- Born: 15 November 1863 Vrbnik, Austrian Littoral, Austrian Empire (now Croatia)
- Died: 21 March 1949 (aged 85) New York
- Occupations: Politician, journalist, priest
- Political party: Party of Rights

= Niko Gršković =

Croatian politician and journalist (1863 – 1949)

Niko Gršković (Vrbnik, 15 September 1863 – New York, 21 March 1949) was a priest, journalist and Croatian and Yugoslavian politician. From 1887, he served as a chaplain in a series of towns including Ogulin, Kraljevica, Fužine, Bakar, Delnice, and Perušić. He joined the Party of Rights and took up journalism, editing the party newspaper Hrvat. He left the country following a conflict with church and civil authorities and moved to Chicago. In the United States, Gršković established Croatian Roman Catholic parishes in Chicago and Cleveland and initiated building of churches for the two parishes.
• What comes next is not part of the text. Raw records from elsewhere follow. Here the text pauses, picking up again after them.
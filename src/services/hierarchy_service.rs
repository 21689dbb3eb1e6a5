// src/services/hierarchy_service.rs
//
// Hierarchy Linker
//
// Resolves seasons and episodes under an already-resolved parent:
// - Season: slug-match the directory name against the parent collection's
//   item list
// - Episode: exact index match against the parent season's part list
//
// CRITICAL RULES:
// - An absent parent id is an unmet precondition → Ok(None), never an error
// - No fuzzy fallback, no nearest-match
// - Duplicate slugs are broken by first match in server order
// - A season's persisted id is the referenced media id, so episode lookups
//   reuse the plain media path

use std::sync::Arc;

use tokio_util::sync::CancellationToken;

use crate::catalog::CatalogApi;
use crate::config::ResolverConfig;
use crate::domain::resolution::{EpisodeLookup, EpisodeMetadata, SeasonLookup, SeasonMetadata};
use crate::error::AppResult;
use crate::utils::{parse_optional_date, slugify};
use chrono::Datelike;

pub struct HierarchyLinker {
    api: Arc<dyn CatalogApi>,
    config: ResolverConfig,
}

impl HierarchyLinker {
    pub fn new(api: Arc<dyn CatalogApi>, config: ResolverConfig) -> Self {
        Self { api, config }
    }

    /// Resolve a season by directory-name slug within its parent series.
    pub async fn resolve_season(
        &self,
        lookup: &SeasonLookup,
        cancel: &CancellationToken,
    ) -> AppResult<Option<SeasonMetadata>> {
        let Some(series_id) = lookup.series_id.as_deref() else {
            // A season with no known parent cannot be resolved.
            return Ok(None);
        };

        let items = match self.api.get_collection_items(series_id, cancel).await {
            Ok(items) => items,
            Err(err) => {
                log::error!("collection items lookup failed for {}: {}", series_id, err);
                return Err(err);
            }
        };

        let slug = slugify(&lookup.dir_name);
        log::debug!("matching season dir {:?} as slug {:?}", lookup.dir_name, slug);

        let matched = items
            .items
            .into_iter()
            .find(|item| item.search_slug == slug);

        let Some(item) = matched else {
            return Ok(None);
        };

        let premiere_date = parse_optional_date(item.start_date.as_deref());
        let end_date = parse_optional_date(item.end_date.as_deref());

        Ok(Some(SeasonMetadata {
            external_id: item.media_id,
            name: item.collection_name,
            season_number: item.position,
            overview: item.description,
            production_year: premiere_date.map(|d| d.year()),
            premiere_date,
            end_date,
            rating: item.score,
            studios: item.creators,
            tags: item.tags,
        }))
    }

    /// Resolve an episode by exact part index within its parent season.
    pub async fn resolve_episode(
        &self,
        lookup: &EpisodeLookup,
        cancel: &CancellationToken,
    ) -> AppResult<Option<EpisodeMetadata>> {
        let Some(season_id) = lookup.season_id.as_deref() else {
            return Ok(None);
        };

        let parts = match self.api.get_media_parts(season_id, cancel).await {
            Ok(parts) => parts,
            Err(err) => {
                log::error!("media parts lookup failed for {}: {}", season_id, err);
                return Err(err);
            }
        };

        let target = lookup.episode_number + self.config.episode_index_offset;
        let matched = parts.parts.into_iter().find(|part| part.index == target);

        // Episodes legitimately absent from the catalog resolve to no
        // metadata rather than aborting the season's processing.
        let Some(part) = matched else {
            return Ok(None);
        };

        Ok(Some(EpisodeMetadata {
            external_id: format!("{}/{}", part.media_id, part.index),
            name: part.name,
            index: lookup.episode_number,
            premiere_date: parse_optional_date(part.release_date.as_deref()),
        }))
    }
}
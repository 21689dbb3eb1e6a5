// src/utils/slug.rs
//
// Slug Normalizer
//
// Turns arbitrary human/directory names into the canonical comparison key
// used for season matching. The catalog computes the same slug server-side
// and compares by equality, so the output must be byte-identical for the
// same Unicode input. Total over all strings, deterministic, idempotent.

use regex::Regex;
use std::sync::LazyLock;
use unicode_normalization::{char::is_combining_mark, UnicodeNormalization};

static NON_WORD: LazyLock<Regex> = LazyLock::new(|| Regex::new(r"[^\w\s-]").unwrap());
static SPACES: LazyLock<Regex> = LazyLock::new(|| Regex::new(r"[\s_]+").unwrap());
static HYPHENS: LazyLock<Regex> = LazyLock::new(|| Regex::new(r"-+").unwrap());

/// Normalize a display name into a lowercase hyphenated slug.
///
/// Steps, in order:
/// 1. Decompose to NFD and drop combining marks (accent stripping)
/// 2. Recompose to NFC
/// 3. Lowercase (locale-invariant)
/// 4. Strip everything that is not a word character, whitespace or hyphen
/// 5. Collapse whitespace/underscore runs into a single hyphen
/// 6. Collapse hyphen runs into one
/// 7. Trim leading/trailing hyphens
pub fn slugify(text: &str) -> String {
    if text.trim().is_empty() {
        return String::new();
    }

    let stripped: String = text.nfd().filter(|c| !is_combining_mark(*c)).collect();
    let recomposed: String = stripped.nfc().collect();
    let lowered = recomposed.to_lowercase();

    let cleaned = NON_WORD.replace_all(&lowered, "");
    let hyphenated = SPACES.replace_all(&cleaned, "-");
    let collapsed = HYPHENS.replace_all(&hyphenated, "-");

    collapsed.trim_matches('-').to_string()
}
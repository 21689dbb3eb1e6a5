// src/catalog/mod.rs
//
// Catalog boundary: wire models, filter building and the lookup client.

pub mod client;
pub mod filter;
pub mod models;

pub use client::{CatalogApi, HttpCatalogClient};
pub use filter::contains_filter;
pub use models::{
    ApiEnvelope, ApiError, Collection, CollectionItem, CollectionItems, CollectionPage, Media,
    MediaPage, MediaPart, MediaParts, Page,
};

#[cfg(test)]
pub use client::MockCatalogApi;
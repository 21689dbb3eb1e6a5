// src/services/image_service.rs
//
// Image Service
//
// Enumerates the remote images a resolved catalog record exposes. Image
// BYTES are a raw passthrough through the catalog client; this service
// only maps URLs.

use std::sync::Arc;

use serde::{Deserialize, Serialize};
use tokio_util::sync::CancellationToken;

use crate::catalog::CatalogApi;
use crate::error::AppResult;

#[derive(Debug, Clone, Copy, PartialEq, Eq, Serialize, Deserialize)]
#[serde(rename_all = "snake_case")]
pub enum ImageKind {
    Primary,
    Backdrop,
    Logo,
}

impl std::fmt::Display for ImageKind {
    fn fmt(&self, f: &mut std::fmt::Formatter<'_>) -> std::fmt::Result {
        match self {
            ImageKind::Primary => write!(f, "primary"),
            ImageKind::Backdrop => write!(f, "backdrop"),
            ImageKind::Logo => write!(f, "logo"),
        }
    }
}

/// One remotely hosted image for a resolved item.
#[derive(Debug, Clone, Serialize, Deserialize)]
pub struct RemoteImage {
    pub kind: ImageKind,
    pub url: String,
}

pub struct ImageService {
    api: Arc<dyn CatalogApi>,
}

impl ImageService {
    pub fn new(api: Arc<dyn CatalogApi>) -> Self {
        Self { api }
    }

    /// Images for a movie or season body, by media id.
    pub async fn media_images(
        &self,
        id: &str,
        cancel: &CancellationToken,
    ) -> AppResult<Vec<RemoteImage>> {
        let media = self.api.get_media_by_id(id, cancel).await?;
        Ok(collect_images(media.cover_url, media.banner_url, media.logo_url))
    }

    /// Images for a series, by collection id.
    pub async fn collection_images(
        &self,
        id: &str,
        cancel: &CancellationToken,
    ) -> AppResult<Vec<RemoteImage>> {
        let collection = self.api.get_collection_by_id(id, cancel).await?;
        Ok(collect_images(
            collection.cover_url,
            collection.banner_url,
            collection.logo_url,
        ))
    }

    /// Raw byte passthrough for a previously enumerated image URL.
    pub async fn fetch_image(&self, url: &str, cancel: &CancellationToken) -> AppResult<Vec<u8>> {
        self.api.fetch_image(url, cancel).await
    }
}

fn collect_images(
    cover: Option<String>,
    banner: Option<String>,
    logo: Option<String>,
) -> Vec<RemoteImage> {
    let mut images = Vec::new();

    if let Some(url) = cover {
        images.push(RemoteImage {
            kind: ImageKind::Primary,
            url,
        });
    }
    if let Some(url) = banner {
        images.push(RemoteImage {
            kind: ImageKind::Backdrop,
            url,
        });
    }
    if let Some(url) = logo {
        images.push(RemoteImage {
            kind: ImageKind::Logo,
            url,
        });
    }

    images
}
He left the priesthood in 1918 to concentrate on political activism and journalistic work. Gršković bought the Croatian diaspora-oriented Chicago-Sloboda journal originally published by Nikola Polić and published it in Chicago until 1902 and in Cleveland until 1904 as the Hrvatska sloboda (lit. Croatian Liberty). Gršković started publication of Hrvatski svijet (lit. Croatian World) daily in New York (renamed the Jugoslavenski svijet (lit. Yugoslav World) in 1917 and Svijet in 1921) and served as the newspaper's editor until retirement in 1938. Gršković advocated political unification of the South Slavs on Yugoslavist principles and dismantling of Austria-Hungary. Together with Mihajlo Pupin, Gršković organised (and presided over) the First and the Second Yugoslav Congresses in Chicago and Pittsburgh in 1915 and 1916 respectively. As an advocate of republicanism and as a proponent of unification of the South Slavs in a federal state, Gršković was suspicious of the intentions of the government of the Kingdom of Serbia following publication of the Corfu Declaration. After establishment of the Kingdom of Serbs, Croats and Slovenes in late 1918, Gršković was disappointed in the unification as he saw it as a fulfillment of the Greater Serbian agenda.